Latin: Fallopia convolvulus

Other names: wild buckwheat

Family: Polygonaceae

Dealing with black bindweed in cereals

Black bindweed is a common weed that belongs to the buckwheat family (Polygonaceae). It is also known as wild buckwheat, climbing buckwheat, or corn bindweed. It can be identified by its heart-shaped leaves and small greenish-white flowers that bloom from June to September.

The stems are slender and twining, and can grow to an impressive 2 meters long. Black bindweed can be found in not just in our fields and gardens but on the roadside, and waste places. It is native to Europe and Asia.

Identifying Black bindweed

Black bindweed is not a true bindweed, as it does not belong to the morning glory family. However, it can be confused with field bindweed (Convolvulus arvensis), which has similar leaves and flowers, but larger and pinkish. Black bindweed can be distinguished by its black seeds, which are enclosed in triangular winged fruits whilst Field bindweed has brown seeds without wings.

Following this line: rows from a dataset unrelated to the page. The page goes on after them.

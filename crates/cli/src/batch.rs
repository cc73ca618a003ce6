//! Batch classification of edge pairs read from CSV.
//!
//! One row per pair. Columns: `edge1,edge2` (edge ids), `v1a,v1b,v2a,v2b`
//! (vertex ids), then `a1x..b1z` and `a2x..b2z` (endpoint coordinates).

use anyhow::{Context, Result};
use autovtx::api::{EdgePair, Segment};
use autovtx::Edge;
use polars::prelude::*;
use serde::Serialize;
use serde_json::json;
use std::path::Path;

use crate::outcome::{Outcome, Status};
use crate::provenance::{write_sidecar, Payload};

const ID_COLUMNS: [&str; 6] = ["edge1", "edge2", "v1a", "v1b", "v2a", "v2b"];
const COORD_COLUMNS: [&str; 12] = [
    "a1x", "a1y", "a1z", "b1x", "b1y", "b1z", "a2x", "a2y", "a2z", "b2x", "b2y", "b2z",
];

#[derive(Serialize)]
struct Row<'a> {
    row: usize,
    #[serde(flatten)]
    outcome: &'a Outcome,
}

/// Per-status counts of a batch run.
#[derive(Clone, Copy, Debug, Default, PartialEq, Eq, Serialize)]
pub struct Summary {
    pub rows: usize,
    pub classified: usize,
    pub degenerate: usize,
    pub not_coplanar: usize,
    pub undefined: usize,
}

impl Summary {
    fn record(&mut self, status: Status) {
        self.rows += 1;
        match status {
            Status::Classified => self.classified += 1,
            Status::Degenerate => self.degenerate += 1,
            Status::NotCoplanar => self.not_coplanar += 1,
            Status::UndefinedGeometry | Status::ZeroLengthEdge => self.undefined += 1,
        }
    }
}

pub fn run(input: &str, out: &str) -> Result<Summary> {
    tracing::info!(input, out, "batch");
    let df = LazyCsvReader::new(input)
        .with_infer_schema_length(Some(100))
        .finish()
        .with_context(|| format!("reading {input}"))?
        .collect()?;
    tracing::info!(rows = df.height(), cols = df.width(), "input_csv_shape");

    let pairs = read_pairs(&df)?;
    let outcomes: Vec<Outcome> = pairs.iter().map(Outcome::evaluate).collect();
    let mut summary = Summary::default();
    for (row, outcome) in outcomes.iter().enumerate() {
        summary.record(outcome.status);
        if let Some(msg) = &outcome.warning {
            tracing::warn!(row, status = ?outcome.status, "{msg}");
        }
    }
    let rows: Vec<Row> = outcomes
        .iter()
        .enumerate()
        .map(|(row, outcome)| Row { row, outcome })
        .collect();

    let out_path = Path::new(out);
    if let Some(parent) = out_path.parent() {
        if !parent.as_os_str().is_empty() {
            std::fs::create_dir_all(parent)?;
        }
    }
    std::fs::write(out_path, serde_json::to_vec_pretty(&rows)?)
        .with_context(|| format!("writing {out}"))?;
    let payload =
        Payload::new(json!({ "input": input })).with_counts(serde_json::to_value(summary)?);
    write_sidecar(out_path, payload)?;

    tracing::info!(
        rows = summary.rows,
        classified = summary.classified,
        degenerate = summary.degenerate,
        not_coplanar = summary.not_coplanar,
        undefined = summary.undefined,
        "batch_done"
    );
    Ok(summary)
}

fn read_pairs(df: &DataFrame) -> Result<Vec<EdgePair<u64, u64>>> {
    let ids = ID_COLUMNS
        .iter()
        .map(|name| u64_column(df, name))
        .collect::<Result<Vec<_>>>()?;
    let coords = COORD_COLUMNS
        .iter()
        .map(|name| f64_column(df, name))
        .collect::<Result<Vec<_>>>()?;
    let point = |base: usize, i: usize| [coords[base][i], coords[base + 1][i], coords[base + 2][i]];
    Ok((0..df.height())
        .map(|i| {
            let e1 = Edge::new(
                ids[0][i],
                [ids[2][i], ids[3][i]],
                Segment::from_coords(point(0, i), point(3, i)),
            );
            let e2 = Edge::new(
                ids[1][i],
                [ids[4][i], ids[5][i]],
                Segment::from_coords(point(6, i), point(9, i)),
            );
            EdgePair::new(e1, e2)
        })
        .collect())
}

fn f64_column(df: &DataFrame, name: &str) -> Result<Vec<f64>> {
    let series = df
        .column(name)
        .with_context(|| format!("missing column `{name}`"))?
        .cast(&DataType::Float64)?;
    let values = series.f64()?.into_iter().collect::<Option<Vec<_>>>();
    values.with_context(|| format!("column `{name}` has missing values"))
}

fn u64_column(df: &DataFrame, name: &str) -> Result<Vec<u64>> {
    let series = df
        .column(name)
        .with_context(|| format!("missing column `{name}`"))?
        .cast(&DataType::UInt64)?;
    let values = series.u64()?.into_iter().collect::<Option<Vec<_>>>();
    values.with_context(|| format!("column `{name}` has missing or negative ids"))
}

#[cfg(test)]
mod tests {
    use super::*;
    use serde_json::Value;
    use std::fs;
    use tempfile::tempdir;

    const HEADER: &str =
        "edge1,edge2,v1a,v1b,v2a,v2b,a1x,a1y,a1z,b1x,b1y,b1z,a2x,a2y,a2z,b2x,b2y,b2z";

    #[test]
    fn batch_classifies_rows_and_writes_sidecar() {
        let dir = tempdir().unwrap();
        let input = dir.path().join("pairs.csv");
        let out = dir.path().join("out").join("results.json");
        let csv = [
            HEADER,
            // X: axes crossing at the origin
            "0,1,0,1,2,3,-1,0,0,1,0,0,0,-1,0,0,1,0",
            // skew
            "2,3,4,5,6,7,0,0,0,1,0,0,0,1,1,1,1,2",
            // shared vertex 9
            "4,5,8,9,9,10,0,0,0,1,0,0,1,0,0,1,1,0",
            // parallel
            "6,7,11,12,13,14,0,0,0,1,0,0,0,1,0,1,1,0",
        ]
        .join("\n");
        fs::write(&input, csv).unwrap();

        let summary = run(input.to_str().unwrap(), out.to_str().unwrap()).unwrap();
        assert_eq!(
            summary,
            Summary {
                rows: 4,
                classified: 1,
                degenerate: 1,
                not_coplanar: 1,
                undefined: 1,
            }
        );

        let parsed: Value = serde_json::from_slice(&fs::read(&out).unwrap()).unwrap();
        assert_eq!(parsed[0]["status"], "classified");
        assert_eq!(parsed[0]["intersecting_edges"][0], 0);
        assert_eq!(parsed[0]["intersecting_edges"][1], 1);
        assert_eq!(parsed[1]["status"], "not_coplanar");
        assert_eq!(parsed[2]["status"], "degenerate");
        assert_eq!(parsed[3]["status"], "undefined_geometry");
        assert_eq!(parsed[3]["row"], 3);
        assert!(out.with_file_name("results.provenance.json").exists());
    }

    #[test]
    fn batch_reports_missing_columns() {
        let dir = tempdir().unwrap();
        let input = dir.path().join("bad.csv");
        fs::write(&input, "edge1,edge2\n0,1\n").unwrap();
        let out = dir.path().join("results.json");
        let err = run(input.to_str().unwrap(), out.to_str().unwrap()).unwrap_err();
        assert!(format!("{err:#}").contains("missing column"));
    }
}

The difficulties of Black bindweed

Black bindweed is considered a nuisance weed by many farmers and gardeners, as it can compete with crops and ornamental plants for nutrients, water, and sunlight. It can also interfere with harvesting and reduce crop quality and yield.

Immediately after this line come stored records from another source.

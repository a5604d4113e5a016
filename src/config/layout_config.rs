use compio::fs;
use hashlink::LinkedHashMap;
use saphyr::{LoadableYamlNode, Scalar, Yaml};
use snafu::prelude::*;
use std::{borrow::Cow, path::Path};
use tracing::{debug, warn};

use crate::{
    ext::BestEffortPathExt,
    filesystem::{InvalidMarkerName, InvalidSkeletonPath, MarkerName, Skeleton},
};

const MARKER_KEY: &str = "marker";
const EXCLUDE_KEY: &str = "exclude";
const SKELETON_KEY: &str = "skeleton";
const KNOWN_KEYS: [&str; 3] = [MARKER_KEY, EXCLUDE_KEY, SKELETON_KEY];

#[derive(Debug, Clone, Default, PartialEq, Eq)]
pub struct LayoutConfig {
    marker: MarkerName,
    excludes: Vec<String>,
    skeleton: Skeleton,
}

impl LayoutConfig {
    pub async fn from_path(path: &Path) -> Result<Self, LayoutConfigError> {
        debug!("Reading layout file: {}", path.best_effort_path_display());
        let bytes = fs::read(path).await.context(ReadSnafu {
            file_path: path.best_effort_path_display(),
        })?;
        debug!("Successfully read layout file: {} bytes", bytes.len());

        let contents = String::from_utf8(bytes).context(EncodingSnafu {
            file_path: path.best_effort_path_display(),
        })?;
        contents.as_str().try_into()
    }

    /// Applies command-line values on top of the file: a marker replaces the
    /// configured one, excludes are appended.
    pub fn with_overrides(
        mut self,
        marker: Option<&str>,
        excludes: &[String],
    ) -> Result<Self, LayoutConfigError> {
        if let Some(marker) = marker {
            self.marker = MarkerName::new(marker).context(InvalidMarkerSnafu)?;
        }
        for exclude in excludes {
            if !self.excludes.contains(exclude) {
                self.excludes.push(exclude.clone());
            }
        }
        Ok(self)
    }

    pub fn marker(&self) -> &MarkerName {
        &self.marker
    }

    pub fn excludes(&self) -> &[String] {
        &self.excludes
    }

    pub fn skeleton(&self) -> &Skeleton {
        &self.skeleton
    }

    fn get<'a, 'input>(
        top_level: &'a LinkedHashMap<Yaml<'input>, Yaml<'input>>,
        key: &'static str,
    ) -> Option<&'a Yaml<'input>> {
        top_level.get(&Yaml::Value(Scalar::String(Cow::Borrowed(key))))
    }

    fn parse_marker(
        top_level: &LinkedHashMap<Yaml, Yaml>,
    ) -> Result<MarkerName, LayoutConfigError> {
        match Self::get(top_level, MARKER_KEY) {
            None | Some(Yaml::Value(Scalar::Null)) => Ok(MarkerName::default()),
            Some(value) => {
                let name = value
                    .as_str()
                    .ok_or(LayoutConfigError::NotAString { key: MARKER_KEY })?;
                MarkerName::new(name).context(InvalidMarkerSnafu)
            }
        }
    }

    fn parse_string_list(
        top_level: &LinkedHashMap<Yaml, Yaml>,
        key: &'static str,
    ) -> Result<Vec<String>, LayoutConfigError> {
        let items = match Self::get(top_level, key) {
            None | Some(Yaml::Value(Scalar::Null)) => return Ok(Vec::new()),
            Some(value) => value
                .as_sequence()
                .ok_or(LayoutConfigError::NotAList { key })?,
        };

        Ok(items
            .iter()
            .filter_map(|item| match item.as_str() {
                Some(s) => Some(s.to_string()),
                None => {
                    warn!("Skipping non-string entry in '{}': {:?}", key, item);
                    None
                }
            })
            .collect())
    }

    fn warn_unknown_keys(top_level: &LinkedHashMap<Yaml, Yaml>) {
        for key in top_level.keys() {
            match key.as_str() {
                Some(name) if KNOWN_KEYS.contains(&name) => {}
                _ => debug!("Ignoring unknown layout key: {:?}", key),
            }
        }
    }
}

impl TryFrom<&str> for LayoutConfig {
    type Error = LayoutConfigError;

    fn try_from(contents: &str) -> Result<Self, Self::Error> {
        let documents = Yaml::load_from_str(contents).context(ParseSnafu)?;
        let document = documents.first().ok_or(LayoutConfigError::MalformedConfig)?;

        let top_level = document
            .as_mapping()
            .ok_or(LayoutConfigError::TopLevelNotMap)?;
        Self::warn_unknown_keys(top_level);

        let marker = Self::parse_marker(top_level)?;
        let excludes = Self::parse_string_list(top_level, EXCLUDE_KEY)?;
        let skeleton = Skeleton::new(Self::parse_string_list(top_level, SKELETON_KEY)?)
            .context(InvalidSkeletonSnafu)?;

        Ok(LayoutConfig {
            marker,
            excludes,
            skeleton,
        })
    }
}

#[derive(Debug, Snafu)]
pub enum LayoutConfigError {
    #[snafu(display("Failed to read the layout file: {}", file_path))]
    ReadError {
        file_path: String,
        source: std::io::Error,
    },
    #[snafu(display("Layout file {} is not valid UTF-8", file_path))]
    EncodingError {
        file_path: String,
        source: std::string::FromUtf8Error,
    },
    #[snafu(display("Failed to parse the layout file"))]
    ParseError { source: saphyr::ScanError },
    #[snafu(display("Improperly formatted layout file"))]
    MalformedConfig,
    #[snafu(display("Top level of the layout file should be a map"))]
    TopLevelNotMap,
    #[snafu(display("'{}' should be a string", key))]
    NotAString { key: &'static str },
    #[snafu(display("'{}' should be a list", key))]
    NotAList { key: &'static str },
    #[snafu(display("Invalid marker name"))]
    InvalidMarkerError { source: InvalidMarkerName },
    #[snafu(display("Invalid skeleton entry"))]
    InvalidSkeletonError { source: InvalidSkeletonPath },
}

Black bindweed can be difficult to control, as it can regenerate from root fragments and seeds.

Nufarm has some chemical recommendations for use as a professional product:

Paramount Max 17-20g/ha + Compitox Plus 1.25-1.5l/ha

(Good control ~80%)

However in some cases mechanical methods such as hoeing, mowing, or hand-pulling can be effective if done repeatedly and before the plants produce seeds.